Objective 7: (1) development CHMCS and integrate with Raspberry Pi5; (2) parse the image data from CHMCS and identifying the species from the library; (3) apply the hand-held camera and UAV image data (to determine the plant species composition and preference; (4) evaluate grazing behavior from the CHMCS images; (5) develop full-scale and light-weight ML models and for computer and Raspberry Pi5 deployment; and (6) develop pole-mounted camera system (PMCS) to monitor animal behavior in the confined field.
AM#1
Objective 1: (1) collect historical remotely sensed imaging data applications; (2) perform a literature search of remote sensing in agricultural and rangeland scenarios; (3) develop assessment methods and determine their effectiveness; (4) develop and train ML models; and (5) develop web-based user-friendly tool.

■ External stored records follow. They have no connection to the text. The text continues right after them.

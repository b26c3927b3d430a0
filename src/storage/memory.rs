/// In-memory record store
///
/// Useful for ephemeral sessions and tests. Wrap it in an `Arc` to share one
/// store between several tracker instances.

use std::collections::HashMap;
use std::sync::Mutex;

use crate::storage::{KeyValueStore, StorageError, StorageKey};

#[derive(Debug, Default)]
pub struct MemoryStore {
    records: Mutex<HashMap<StorageKey, String>>,
}

impl MemoryStore {
    pub fn new() -> Self {
        Self::default()
    }

    fn lock(&self) -> std::sync::MutexGuard<'_, HashMap<StorageKey, String>> {
        // a poisoned map is still a valid map
        self.records.lock().unwrap_or_else(|e| e.into_inner())
    }
}

impl KeyValueStore for MemoryStore {
    fn read(&self, key: StorageKey) -> Result<Option<String>, StorageError> {
        Ok(self.lock().get(&key).cloned())
    }

    fn write(&self, key: StorageKey, value: &str) -> Result<(), StorageError> {
        self.lock().insert(key, value.to_string());
        Ok(())
    }
}
/// MCP server implementation that handles JSON-RPC communication
///
/// The server:
/// 1. Reads one JSON-RPC message per line
/// 2. Pulls in changes other instances made to the store
/// 3. Routes tool calls to the tracker
/// 4. Writes one JSON-RPC response per line

use std::collections::HashMap;

use serde::Serialize;
use serde_json::{json, Value};
use tokio::io::{AsyncBufRead, AsyncBufReadExt, AsyncWrite, AsyncWriteExt, BufReader};
use tracing::{debug, error, info, warn};

use crate::mcp::protocol::*;
use crate::storage::KeyValueStore;
use crate::tools::{self, parse_args, ToolError};
use crate::tracker::HabitTracker;
use crate::ServerError;

/// MCP server owning one tracker instance
pub struct McpServer<S> {
    tracker: HabitTracker<S>,
    /// Whether the client has sent its initialized notification
    initialized: bool,
}

fn tool(name: &str, description: &str, input_schema: Value) -> ToolDefinition {
    ToolDefinition {
        name: name.to_string(),
        description: description.to_string(),
        input_schema,
    }
}

fn date_property() -> Value {
    json!({"type": "string", "description": "Date (YYYY-MM-DD), defaults to today"})
}

/// Every tool the server exposes
pub fn tool_definitions() -> Vec<ToolDefinition> {
    vec![
        tool(
            "habit_create",
            "Create a new habit to track",
            json!({
                "type": "object",
                "properties": {
                    "name": {"type": "string", "description": "Name of the habit"},
                    "category": {"type": "string", "description": "fitness, nutrition, wellness or discipline"},
                    "type": {"type": "string", "description": "boolean (default), counter or duration"},
                    "target": {"type": "number", "description": "Daily target for counter/duration habits"},
                    "unit": {"type": "string", "description": "Unit of the target (e.g., glasses, hours)"},
                    "emoji": {"type": "string"},
                    "color": {"type": "string", "description": "Accent color, defaults to the category color"}
                },
                "required": ["name", "category"]
            }),
        ),
        tool(
            "habit_update",
            "Change a habit's name, type, target, unit, category, emoji or color. The id cannot be changed.",
            json!({
                "type": "object",
                "properties": {
                    "habit_id": {"type": "string"},
                    "name": {"type": "string"},
                    "type": {"type": "string"},
                    "target": {"type": ["number", "null"], "description": "null clears the target"},
                    "unit": {"type": ["string", "null"], "description": "null clears the unit"},
                    "category": {"type": "string"},
                    "emoji": {"type": "string"},
                    "color": {"type": "string"}
                },
                "required": ["habit_id"],
                "additionalProperties": false
            }),
        ),
        tool(
            "habit_delete",
            "Remove a habit. Its completion history is kept.",
            json!({
                "type": "object",
                "properties": {"habit_id": {"type": "string"}},
                "required": ["habit_id"]
            }),
        ),
        tool(
            "habit_reorder",
            "Change the display order of habits. Listed habits move to the front in the given order.",
            json!({
                "type": "object",
                "properties": {
                    "habit_ids": {"type": "array", "items": {"type": "string"}}
                },
                "required": ["habit_ids"]
            }),
        ),
        tool(
            "habit_list",
            "List habits in display order with today's completion and current streak",
            json!({
                "type": "object",
                "properties": {
                    "category": {"type": "string", "description": "Filter by category (optional)"}
                },
                "required": []
            }),
        ),
        tool(
            "habit_toggle",
            "Mark a habit done, or undo it, for today or a specific date",
            json!({
                "type": "object",
                "properties": {
                    "habit_id": {"type": "string"},
                    "date": date_property()
                },
                "required": ["habit_id"]
            }),
        ),
        tool(
            "habit_set_value",
            "Record progress on a counter or duration habit, either as an absolute value or as a delta",
            json!({
                "type": "object",
                "properties": {
                    "habit_id": {"type": "string"},
                    "value": {"type": "number", "description": "New value"},
                    "delta": {"type": "number", "description": "Amount to add (negative to subtract)"},
                    "date": date_property()
                },
                "required": ["habit_id"]
            }),
        ),
        tool(
            "day_log",
            "Show every habit's status for one day",
            json!({
                "type": "object",
                "properties": {"date": date_property()},
                "required": []
            }),
        ),
        tool(
            "habit_status",
            "Check streaks and completion rates for one habit or all habits",
            json!({
                "type": "object",
                "properties": {
                    "habit_id": {"type": "string", "description": "ID of a specific habit (optional)"}
                },
                "required": []
            }),
        ),
        tool(
            "dashboard",
            "Today's progress, daily goal, 7-day trend, streak records and category breakdown",
            json!({"type": "object", "properties": {}, "required": []}),
        ),
        tool(
            "month_overview",
            "Completion percentage for every day of a month",
            json!({
                "type": "object",
                "properties": {
                    "year": {"type": "integer"},
                    "month": {"type": "integer", "description": "1-12, defaults to the current month"}
                },
                "required": []
            }),
        ),
        tool(
            "weight_add",
            "Log a body-weight measurement in kg",
            json!({
                "type": "object",
                "properties": {
                    "weight": {"type": "number"},
                    "date": date_property()
                },
                "required": ["weight"]
            }),
        ),
        tool(
            "weight_delete",
            "Delete a weight entry by id",
            json!({
                "type": "object",
                "properties": {"id": {"type": "string"}},
                "required": ["id"]
            }),
        ),
        tool(
            "weight_summary",
            "Starting weight, current weight, overall change and recent entries",
            json!({
                "type": "object",
                "properties": {
                    "limit": {"type": "integer", "description": "Number of recent entries (default 10)"}
                },
                "required": []
            }),
        ),
        tool(
            "daily_goal",
            "Read the daily goal (number of habits to complete each day), or set it",
            json!({
                "type": "object",
                "properties": {
                    "goal": {"type": "integer", "description": "New goal, at least 1 (omit to read)"}
                },
                "required": []
            }),
        ),
    ]
}

fn to_value<T: Serialize>(id: Value, result: &T) -> JsonRpcResponse {
    match serde_json::to_value(result) {
        Ok(value) => JsonRpcResponse::success(id, value),
        Err(e) => {
            error!("Failed to serialize result: {}", e);
            JsonRpcResponse::error(id, error_codes::INTERNAL_ERROR, e.to_string(), None)
        }
    }
}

Objective 2: (1) conduct a literature review of foliar diseases on cereal and broad leaf crops; (2) collect field images at different scales (leaf, subplot, and whole); (3) develop rapid disease assessment methods; (4) develop ML and deep learning (DL) models; (5) perform problem specific image processing tools such as weed identification, stand count, grazing evaluation, and LTAR relevant image processing; and (5) develop web-based tool for visualization and deployment.
Objective 3: (1) perform a literature search of CBE applicable to crop and forage production; (2) develop CBE systems analysis and apply to study cases with existing fields; (3) conduct scenario analysis to evaluate the benefits of CBE; and (4) develop tools to determine the benefits and visualize the results.
Objective 4: (1) finalize SLR review manuscript on the SBE applications in agriculture; (2) collect RP4 machine vision and ML model procedures and methodologies; (3) develop test programs implemented on RP4; (4) train machine vision algorithms on RP4; and (5) collect field images, train and test ML models on RP4 for agricultural applications.
Objective 5: (1) draft review of CBE in cropland agriculture; (2) perform SLR on the status of NZA in North American agriculture; (3) formulate framework to conduct “what-if” scenario analysis on CBE and NZA of ND crops; (4) develop tools to implement the initial framework.